The Phoenix Theatre Company
- Interactive map of The Phoenix Theatre Company
- Former names: Phoenix Little Theater (1954-1985)
- Address: 1825 N Central Avenue Phoenix, Arizona United States
- Location: Phoenix, 85004
- Coordinates: 33°28′02″N 112°04′28″W﻿ / ﻿33.4671593°N 112.0745369°W
- Owner: Phoenix Theater Company

Construction
- Opened: 1920

Website
- phoenixtheatre.com

= Phoenix Theatre (Phoenix) =

Theatre company in Phoenix, Arizona

The Phoenix Theatre Company is a professional theatre company located in Phoenix, Arizona. Started in 1920 by a theatre troupe known as the Phoenix Players, the theatre is among the oldest continually operating theaters west of the Mississippi River. The theatre is a non-profit corporation and encompasses the Hormel Theatre, Judith Hardes Theatre, and the new Dr. Stacie J. and Richard J Stephenson Theatre, as well as Partners That Heal and numerous community-focused programs.
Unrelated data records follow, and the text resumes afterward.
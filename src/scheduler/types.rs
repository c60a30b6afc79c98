use crate::calendar::TargetMonth;
use crate::model::{Assignment, WorkerId};
use chrono::NaiveDate;
use thiserror::Error;

/// Mode de sélection d'un candidat.
#[derive(Debug, Clone, Copy, PartialEq, Eq, Hash)]
pub enum SelectionMode {
    /// Tout candidat éligible, vacataires d'abord.
    Generic,
    /// Seulement les personnes pouvant tenir la cuisine ce jour-là.
    Kitchen,
    /// Seulement les personnes comptant en salle.
    Hall,
}

/// Population dans laquelle on cherche.
#[derive(Debug, Clone, Copy, PartialEq, Eq, Hash)]
pub enum Pool {
    CoreOnly,
    Everyone,
}

/// Besoins non couverts pour une date (0 = satisfait).
#[derive(Debug, Clone, PartialEq, Eq)]
pub struct Shortfall {
    pub date: NaiveDate,
    pub missing_total: u32,
    pub missing_core: u32,
    pub missing_kitchen: u32,
    pub missing_hall: u32,
}

impl Shortfall {
    pub fn is_met(&self) -> bool {
        self.missing_total == 0
            && self.missing_core == 0
            && self.missing_kitchen == 0
            && self.missing_hall == 0
    }
}

/// Résultat d'un calcul : seulement les ajouts, plus les manques restants.
#[derive(Debug, Clone, PartialEq, Eq)]
pub struct Proposal {
    pub month: TargetMonth,
    /// Dans l'ordre de création (phase 1, 2 puis 3).
    pub assignments: Vec<Assignment>,
    /// Dates dont un minimum reste non atteint après toutes les phases.
    pub shortfalls: Vec<Shortfall>,
}

impl Proposal {
    pub fn is_empty(&self) -> bool {
        self.assignments.is_empty()
    }

    pub fn len(&self) -> usize {
        self.assignments.len()
    }

    pub fn fully_covered(&self) -> bool {
        self.shortfalls.is_empty()
    }

    pub fn shortfall_on(&self, date: NaiveDate) -> Option<&Shortfall> {
        self.shortfalls.iter().find(|s| s.date == date)
    }
}

#[derive(Debug, Clone, Copy, PartialEq, Eq)]
pub enum ConflictKind {
    DoubleBooking,
    CapacityExceeded,
    FixedDayOff,
    Blocked,
    UnknownWorker,
}

impl ConflictKind {
    pub fn as_str(self) -> &'static str {
        match self {
            ConflictKind::DoubleBooking => "double",
            ConflictKind::CapacityExceeded => "capacity",
            ConflictKind::FixedDayOff => "day-off",
            ConflictKind::Blocked => "blocked",
            ConflictKind::UnknownWorker => "unknown",
        }
    }
}

#[derive(Debug, Clone, PartialEq, Eq)]
pub struct Conflict {
    pub worker: WorkerId,
    /// Absente pour un dépassement de plafond (porte sur le mois).
    pub date: Option<NaiveDate>,
    pub kind: ConflictKind,
}

#[derive(Error, Debug)]
pub enum SchedError {
    #[error("invalid target month: {year}-{month}")]
    InvalidMonth { year: i32, month: u32 },
    #[error("invalid policy: {0}")]
    InvalidPolicy(&'static str),
    #[error("unknown worker: {0}")]
    UnknownWorker(String),
    #[error(transparent)]
    Other(#[from] anyhow::Error),
}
They also host The Richard P. Stahl Festival Of New American Theatre annually to promote new works in Arizona.

==History==
The Phoenix Little Theatre was founded by Harry Behn and Maie Bartlett Heard (who also founded the Heard Museum) as the Phoenix Players in 1920—joining into the Little Theatre Movement of that time. Four years later, it moved into the Heard family's coach house at Central and McDowell Roads. In 1928, the theatre applied for its articles of incorporation and by its eighth season boasted 424 members. By 1940, the theatre had close to 1,000 members and remained operational throughout World War II. The theatre moved into its current home, within a municipal cultural complex that included the Phoenix Art Museum and the Phoenix Public Library, in 1951. In 1954, the theatre began its Children's Theatre. In 1985, the "Little" was dropped from the name, leaving it simply the "Phoenix Theatre." In 2019, the organization was renamed officially as The Phoenix Theatre Company.